After some walking we found a muddy car park with a closed gate, which the map app told us we had to go through to get the the restaurant area. Turns out the town had been converted to some sort of theme park / resort / shopping area and you had to pay to access any of the actual restaurants. After my friend talked to the gate security guards they told us that their gate was closed for the day, but to get in you had to go to the main gate. At that point we were pretty tired but intrigued by this strange place, so we took a DiDi to the main gate area.

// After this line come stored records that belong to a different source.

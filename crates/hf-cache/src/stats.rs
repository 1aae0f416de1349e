use serde::Serialize;

/// Cache statistics
#[derive(Debug, Clone, Copy, Default, PartialEq, Eq, Serialize)]
pub struct CacheStats {
    pub hits: u64,
    pub misses: u64,
    /// Successful remote fetches or materializations
    pub loads: u64,
    pub failures: u64,
    pub evictions: u64,
}

impl CacheStats {
    pub fn hit_rate(&self) -> f64 {
        let total = self.hits + self.misses;
        if total == 0 {
            0.0
        } else {
            self.hits as f64 / total as f64
        }
    }
}

#[cfg(test)]
mod tests {
    use super::*;

    #[test]
    fn test_hit_rate() {
        assert_eq!(CacheStats::default().hit_rate(), 0.0);
        let stats = CacheStats {
            hits: 3,
            misses: 1,
            ..Default::default()
        };
        assert_eq!(stats.hit_rate(), 0.75);
    }
}
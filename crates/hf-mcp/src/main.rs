//! hf-mcp-server: Hugging Face MCP broker
//!
//!   hf-mcp-server                         # stdio
//!   hf-mcp-server --http 127.0.0.1:3001   # HTTP (POST /mcp, GET /health)
//!   hf-mcp-server --capacity 2 --config ./hf-mcp.toml

use anyhow::{Context, Result};
use clap::Parser;
use hf_core::config::{load_environment, BrokerConfig};
use hf_mcp::{
    build_context,
    transport::{HttpTransport, StdioTransport, Transport},
    McpServer,
};
use std::path::PathBuf;
use std::sync::Arc;
use tracing::{info, warn};
use tracing_subscriber::EnvFilter;

#[derive(Parser)]
#[command(name = "hf-mcp-server")]
#[command(about = "Hugging Face Hub MCP server", version)]
struct Cli {
    /// TOML configuration file (defaults to ./hf-mcp.toml when present)
    #[arg(long, short, value_name = "FILE")]
    config: Option<PathBuf>,

    /// Max concurrently loaded models
    #[arg(long)]
    capacity: Option<usize>,

    /// Max cached metadata records
    #[arg(long)]
    metadata_cache_size: Option<usize>,

    /// Serve HTTP on this address instead of stdio
    #[arg(long, value_name = "ADDR")]
    http: Option<String>,

    /// Log level (overridden by RUST_LOG)
    #[arg(long, default_value = "info")]
    log_level: String,
}

#[tokio::main]
async fn main() -> Result<()> {
    let cli = Cli::parse();

    // Logs go to stderr so they never mix with stdio responses
    let filter = EnvFilter::try_from_default_env()
        .unwrap_or_else(|_| EnvFilter::new(&cli.log_level));
    tracing_subscriber::fmt()
        .with_env_filter(filter)
        .with_writer(std::io::stderr)
        .init();

    if let Some(path) = load_environment() {
        info!(path = %path, "Loaded environment file");
    }

    let mut config =
        BrokerConfig::load(cli.config.as_deref()).context("loading configuration")?;
    if let Some(capacity) = cli.capacity {
        config.capacity = capacity;
    }
    if let Some(size) = cli.metadata_cache_size {
        config.metadata_cache_size = size;
    }
    config.validate().context("validating command-line overrides")?;

    info!(?config, "Starting hf-mcp-server");

    let server = Arc::new(McpServer::new(build_context(config)?).context("registering tools")?);

    let served = tokio::select! {
        result = serve(server.clone(), cli.http) => result,
        _ = tokio::signal::ctrl_c() => {
            warn!("Interrupted");
            Ok(())
        }
    };

    server.shutdown().await;
    info!(status = %server.status().await, "Stopped");
    served
}

async fn serve(server: Arc<McpServer>, http: Option<String>) -> Result<()> {
    match http {
        Some(addr) => HttpTransport::new(addr).serve(server).await,
        None => StdioTransport::new().serve(server).await,
    }
}
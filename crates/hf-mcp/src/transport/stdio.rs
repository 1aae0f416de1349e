//! Stdio Transport
//!
//! Standard MCP transport over stdin/stdout. Every request runs in its own
//! task; a single writer task owns stdout so responses never interleave.

use super::{McpHandler, Transport};
use crate::{JsonRpcError, McpRequest, McpResponse};
use anyhow::Result;
use std::sync::Arc;
use tokio::io::{AsyncBufReadExt, AsyncWriteExt, BufReader};
use tokio::sync::mpsc;
use tracing::{debug, error, info};

const RESPONSE_QUEUE: usize = 64;

/// Stdio transport - reads JSON-RPC from stdin, writes to stdout
pub struct StdioTransport;

impl StdioTransport {
    pub fn new() -> Self {
        Self
    }
}

impl Default for StdioTransport {
    fn default() -> Self {
        Self::new()
    }
}

#[async_trait::async_trait]
impl Transport for StdioTransport {
    async fn serve<H: McpHandler + 'static>(self, handler: Arc<H>) -> Result<()> {
        info!("Starting MCP stdio transport");

        let (tx, mut rx) = mpsc::channel::<McpResponse>(RESPONSE_QUEUE);

        let writer = tokio::spawn(async move {
            let mut stdout = tokio::io::stdout();
            while let Some(response) = rx.recv().await {
                let response_json = serde_json::to_string(&response)?;
                debug!(response = %response_json, "Sending response");
                stdout.write_all(response_json.as_bytes()).await?;
                stdout.write_all(b"\n").await?;
                stdout.flush().await?;
            }
            Ok::<_, anyhow::Error>(())
        });

        let mut reader = BufReader::new(tokio::io::stdin()).lines();
        while let Some(line) = reader.next_line().await? {
            let line = line.trim();
            if line.is_empty() {
                continue;
            }
            debug!(request = %line, "Received request");

            match serde_json::from_str::<McpRequest>(line) {
                Ok(request) => {
                    let handler = Arc::clone(&handler);
                    let tx = tx.clone();
                    tokio::spawn(async move {
                        if let Some(response) = handler.handle_request(request).await {
                            if tx.send(response).await.is_err() {
                                error!("Response writer is gone");
                            }
                        }
                    });
                }
                Err(e) => {
                    error!(error = %e, "Parse error");
                    let response =
                        McpResponse::error(None, JsonRpcError::parse_error(e.to_string()));
                    if tx.send(response).await.is_err() {
                        break;
                    }
                }
            }
        }

        // Writer drains once every in-flight request has dropped its sender
        drop(tx);
        writer.await??;

        info!("Stdio transport shutting down");
        Ok(())
    }
}
//! MCP Protocol Types
//!
//! JSON-RPC 2.0 envelope for the Model Context Protocol, plus the mapping
//! from broker errors onto JSON-RPC error objects.

use hf_core::{Error, ErrorReport};
use serde::{Deserialize, Serialize};
use serde_json::Value;

pub const JSONRPC_VERSION: &str = "2.0";

/// JSON-RPC 2.0 Request
#[derive(Debug, Clone, Serialize, Deserialize)]
pub struct McpRequest {
    pub jsonrpc: String,
    #[serde(default)]
    pub id: Option<Value>,
    pub method: String,
    #[serde(default)]
    pub params: Option<Value>,
}

impl McpRequest {
    pub fn new(method: impl Into<String>) -> Self {
        Self {
            jsonrpc: JSONRPC_VERSION.to_string(),
            id: None,
            method: method.into(),
            params: None,
        }
    }

    pub fn with_id(mut self, id: impl Into<Value>) -> Self {
        self.id = Some(id.into());
        self
    }

    pub fn with_params(mut self, params: Value) -> Self {
        self.params = Some(params);
        self
    }

    /// Notifications carry no id and never get a response
    pub fn is_notification(&self) -> bool {
        self.id.is_none()
    }
}

/// JSON-RPC 2.0 Response
#[derive(Debug, Clone, Serialize, Deserialize)]
pub struct McpResponse {
    pub jsonrpc: String,
    pub id: Option<Value>,
    #[serde(skip_serializing_if = "Option::is_none")]
    pub result: Option<Value>,
    #[serde(skip_serializing_if = "Option::is_none")]
    pub error: Option<JsonRpcError>,
}

impl McpResponse {
    pub fn success(id: Option<Value>, result: Value) -> Self {
        Self {
            jsonrpc: JSONRPC_VERSION.to_string(),
            id,
            result: Some(result),
            error: None,
        }
    }

    pub fn error(id: Option<Value>, error: JsonRpcError) -> Self {
        Self {
            jsonrpc: JSONRPC_VERSION.to_string(),
            id,
            result: None,
            error: Some(error),
        }
    }

    pub fn is_success(&self) -> bool {
        self.error.is_none()
    }
}

/// JSON-RPC 2.0 Error
#[derive(Debug, Clone, Serialize, Deserialize)]
pub struct JsonRpcError {
    pub code: i32,
    pub message: String,
    #[serde(skip_serializing_if = "Option::is_none")]
    pub data: Option<Value>,
}

impl JsonRpcError {
    pub const PARSE_ERROR: i32 = -32700;
    pub const INVALID_REQUEST: i32 = -32600;
    pub const METHOD_NOT_FOUND: i32 = -32601;
    pub const INVALID_PARAMS: i32 = -32602;
    pub const INTERNAL_ERROR: i32 = -32603;
    /// Tool exists but is gated off by configuration
    pub const TOOL_DISABLED: i32 = -32001;
    pub const RESOURCE_NOT_FOUND: i32 = -32002;

    pub fn new(code: i32, message: impl Into<String>) -> Self {
        Self {
            code,
            message: message.into(),
            data: None,
        }
    }

    pub fn with_data(mut self, data: Value) -> Self {
        self.data = Some(data);
        self
    }

    // Standard JSON-RPC error codes
    pub fn parse_error(msg: impl Into<String>) -> Self {
        Self::new(Self::PARSE_ERROR, msg)
    }

    pub fn invalid_request(msg: impl Into<String>) -> Self {
        Self::new(Self::INVALID_REQUEST, msg)
    }

    pub fn method_not_found(method: &str) -> Self {
        Self::new(Self::METHOD_NOT_FOUND, format!("Method not found: {}", method))
    }

    pub fn invalid_params(msg: impl Into<String>) -> Self {
        Self::new(Self::INVALID_PARAMS, msg)
    }

    pub fn internal_error(msg: impl Into<String>) -> Self {
        Self::new(Self::INTERNAL_ERROR, msg)
    }

    /// JSON-RPC error for a broker error, with the translated report as `data`
    pub fn from_error(err: &Error) -> Self {
        let code = match err {
            Error::UnknownTool(_) => Self::METHOD_NOT_FOUND,
            Error::InvalidArguments(_) => Self::INVALID_PARAMS,
            Error::Disabled(_) => Self::TOOL_DISABLED,
            Error::NotFound { .. } => Self::RESOURCE_NOT_FOUND,
            _ => Self::INTERNAL_ERROR,
        };
        let report = ErrorReport::from(err);
        let data = serde_json::to_value(&report).ok();
        Self {
            code,
            message: report.message,
            data,
        }
    }
}

impl From<&Error> for JsonRpcError {
    fn from(err: &Error) -> Self {
        JsonRpcError::from_error(err)
    }
}

#[cfg(test)]
mod tests {
    use super::*;
    use serde_json::json;

    #[test]
    fn test_request_serialization() {
        let req = McpRequest::new("tools/list")
            .with_id(json!(1))
            .with_params(json!({"limit": 10}));

        let json_str = serde_json::to_string(&req).unwrap();
        assert!(json_str.contains("tools/list"));
        assert!(!req.is_notification());
    }

    #[test]
    fn test_notification_has_no_id() {
        let req: McpRequest =
            serde_json::from_str(r#"{"jsonrpc":"2.0","method":"notifications/initialized"}"#)
                .unwrap();
        assert!(req.is_notification());
    }

    #[test]
    fn test_response_success() {
        let resp = McpResponse::success(Some(json!(1)), json!({"tools": []}));
        assert!(resp.is_success());
    }

    #[test]
    fn test_response_error() {
        let resp = McpResponse::error(
            Some(json!(1)),
            JsonRpcError::method_not_found("unknown"),
        );
        assert!(!resp.is_success());
    }

    #[test]
    fn test_error_mapping_carries_report() {
        let err = JsonRpcError::from_error(&Error::disabled("hf_upload_file"));
        assert_eq!(err.code, JsonRpcError::TOOL_DISABLED);
        let data = err.data.unwrap();
        assert_eq!(data["code"], "DISABLED");
        assert!(data["suggestion"].as_str().unwrap().contains("HF_TOKEN"));

        let err = JsonRpcError::from_error(&Error::unknown_tool("nope"));
        assert_eq!(err.code, JsonRpcError::METHOD_NOT_FOUND);

        let err = JsonRpcError::from_error(&Error::not_found("hf://nope"));
        assert_eq!(err.code, JsonRpcError::RESOURCE_NOT_FOUND);
        assert_eq!(err.data.unwrap()["code"], "NOT_FOUND");
    }
}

The town also had a tram line which cost like 40 Yuan to ride on so we didn't bother
Once we reached the main gate and went inside, things got even stranger. The whole place was filled with nicely restored old buildings (presumably genuine?) with various shops inside, mostly various restaurants and Chinese chain stores but with a KFC and Burger King as well. But the whole place was eerily empty - the restaurants were either entirely empty except for staff or had merely one table occupied, and the fancy pedestrian streets had barely anyone on them. We spent a while wandering around, looking at the old buildings and the combination Christmas / Chinese New Year decorations, before having dinner at a random restaurant inside. According to my friend, when we ordered the restaurant staff asked if we were employees.
The stage area
After dinner we wandered around some more. It was getting dark and misty and extra creepy looking when we stumbled upon an outdoor stage area with a sign saying that there was a show scheduled soon. Having not that much else to do, we decided to stick around to watch the show. Before too long, a crowd of Chinese people began to stream in from somewhere I don't know and fill the seats in front of the stage. The show started before too long, and it turned out to be a elaborate song and dance performance with elaborate rotating sets, dancers, pyrotechnics etc., all culminating in the launching of some incredibly loud fireworks. Once the show ended, the crowd seemed to disappear again, and the town went quiet again. Then we left and got driven back by a reckless DiDi driver that loved barrelling down the damp, dark roads of rural Guangdong as quickly as he possibly could.